• YOUR ASSIGNMENT
Up to and including the line that contains "return match &self.ctx", repeat each line of the data exactly, starting from the first.

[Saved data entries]
************

use manual_core::{CameraError, ShutterSound};
use wasm_bindgen::{JsCast, JsValue};
use wasm_bindgen_futures::{spawn_local, JsFuture};
use web_sys as web;

pub const SHUTTER_SAMPLE_URL: &str = "./assets/shutter.ogg";
const SHUTTER_VOLUME: f64 = 0.35;

const CLICK_FREQ_HZ: f32 = 600.0;
const CLICK_FLOOR_GAIN: f32 = 0.0001;
const CLICK_PEAK_GAIN: f32 = 0.4;
const CLICK_ATTACK_SEC: f64 = 0.01;
const CLICK_DECAY_END_SEC: f64 = 0.09;
const CLICK_STOP_SEC: f64 = 0.1;

fn audio_err(e: JsValue) -> CameraError {
    CameraError::Audio(format!("{:?}", e))
}

/// Shutter click: plays the recorded sample when the browser allows it and
/// falls back to a short synthesised click when playback is refused.
pub struct ShutterAudio {
    sample: Option<web::HtmlAudioElement>,
    ctx: Option<web::AudioContext>,
}

impl ShutterAudio {
    pub fn new() -> Self {
        let sample = web::HtmlAudioElement::new_with_src(SHUTTER_SAMPLE_URL)
            .map_err(|e| log::warn!("shutter sample unavailable: {:?}", e))
            .ok();
        if let Some(el) = &sample {
            el.set_preload("auto");
        }
        let ctx = web::AudioContext::new()
            .map_err(|e| log::warn!("WebAudio unavailable: {:?}", e))
            .ok();
        Self { sample, ctx }
    }
}

impl Default for ShutterAudio {
    fn default() -> Self {
        Self::new()
    }
}

impl ShutterSound for ShutterAudio {
    fn play_click(&self) -> manual_core::Result<()> {
        let Some(sample) = &self.sample else {
            return match &self.ctx {
                Some(ctx) => synth_click(ctx),
                None => Err(CameraError::Audio("no audio output".into())),
            };
        };
        // a fresh clone lets rapid clicks overlap
        let voice = sample
            .clone_node()
            .map_err(audio_err)?
            .dyn_into::<web::HtmlAudioElement>()
            .map_err(|e| audio_err(e.into()))?;
        voice.set_volume(SHUTTER_VOLUME);
        let promise = voice.play().map_err(audio_err)?;
        let fallback = self.ctx.clone();
        spawn_local(async move {
            if let Err(e) = JsFuture::from(promise).await {
                log::debug!("shutter sample refused ({:?}), synthesising", e);
                if let Some(ctx) = fallback {
                    if let Err(e) = synth_click(&ctx) {
                        log::warn!("shutter click failed: {}", e);
                    }
                }
            }
        });
        Ok(())
    }
}

/// Short triangle-wave click with an exponential decay.
pub fn synth_click(ctx: &web::AudioContext) -> manual_core::Result<()> {
    _ = ctx.resume();
    let osc = web::OscillatorNode::new(ctx).map_err(audio_err)?;
    let gain = web::GainNode::new(ctx).map_err(audio_err)?;
    let t = ctx.current_time();
    osc.set_type(web::OscillatorType::Triangle);
    osc.frequency()
        .set_value_at_time(CLICK_FREQ_HZ, t)
        .map_err(audio_err)?;
    let g = gain.gain();
    g.set_value_at_time(CLICK_FLOOR_GAIN, t).map_err(audio_err)?;
    g.exponential_ramp_to_value_at_time(CLICK_PEAK_GAIN, t + CLICK_ATTACK_SEC)
        .map_err(audio_err)?;
    g.exponential_ramp_to_value_at_time(CLICK_FLOOR_GAIN, t + CLICK_DECAY_END_SEC)
        .map_err(audio_err)?;
    osc.connect_with_audio_node(&gain).map_err(audio_err)?;
    gain.connect_with_audio_node(&ctx.destination())
        .map_err(audio_err)?;
    osc.start().map_err(audio_err)?;
    osc.stop_with_when(t + CLICK_STOP_SEC).map_err(audio_err)?;
    Ok(())
}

************

• ANSWER TO THIS TASK
use manual_core::{CameraError, ShutterSound};
use wasm_bindgen::{JsCast, JsValue};
use wasm_bindgen_futures::{spawn_local, JsFuture};
use web_sys as web;

pub const SHUTTER_SAMPLE_URL: &str = "./assets/shutter.ogg";
const SHUTTER_VOLUME: f64 = 0.35;

const CLICK_FREQ_HZ: f32 = 600.0;
const CLICK_FLOOR_GAIN: f32 = 0.0001;
const CLICK_PEAK_GAIN: f32 = 0.4;
const CLICK_ATTACK_SEC: f64 = 0.01;
const CLICK_DECAY_END_SEC: f64 = 0.09;
const CLICK_STOP_SEC: f64 = 0.1;

fn audio_err(e: JsValue) -> CameraError {
    CameraError::Audio(format!("{:?}", e))
}

/// Shutter click: plays the recorded sample when the browser allows it and
/// falls back to a short synthesised click when playback is refused.
pub struct ShutterAudio {
    sample: Option<web::HtmlAudioElement>,
    ctx: Option<web::AudioContext>,
}

impl ShutterAudio {
    pub fn new() -> Self {
        let sample = web::HtmlAudioElement::new_with_src(SHUTTER_SAMPLE_URL)
            .map_err(|e| log::warn!("shutter sample unavailable: {:?}", e))
            .ok();
        if let Some(el) = &sample {
            el.set_preload("auto");
        }
        let ctx = web::AudioContext::new()
            .map_err(|e| log::warn!("WebAudio unavailable: {:?}", e))
            .ok();
        Self { sample, ctx }
    }
}

impl Default for ShutterAudio {
    fn default() -> Self {
        Self::new()
    }
}

impl ShutterSound for ShutterAudio {
    fn play_click(&self) -> manual_core::Result<()> {
        let Some(sample) = &self.sample else {
            return match &self.ctx {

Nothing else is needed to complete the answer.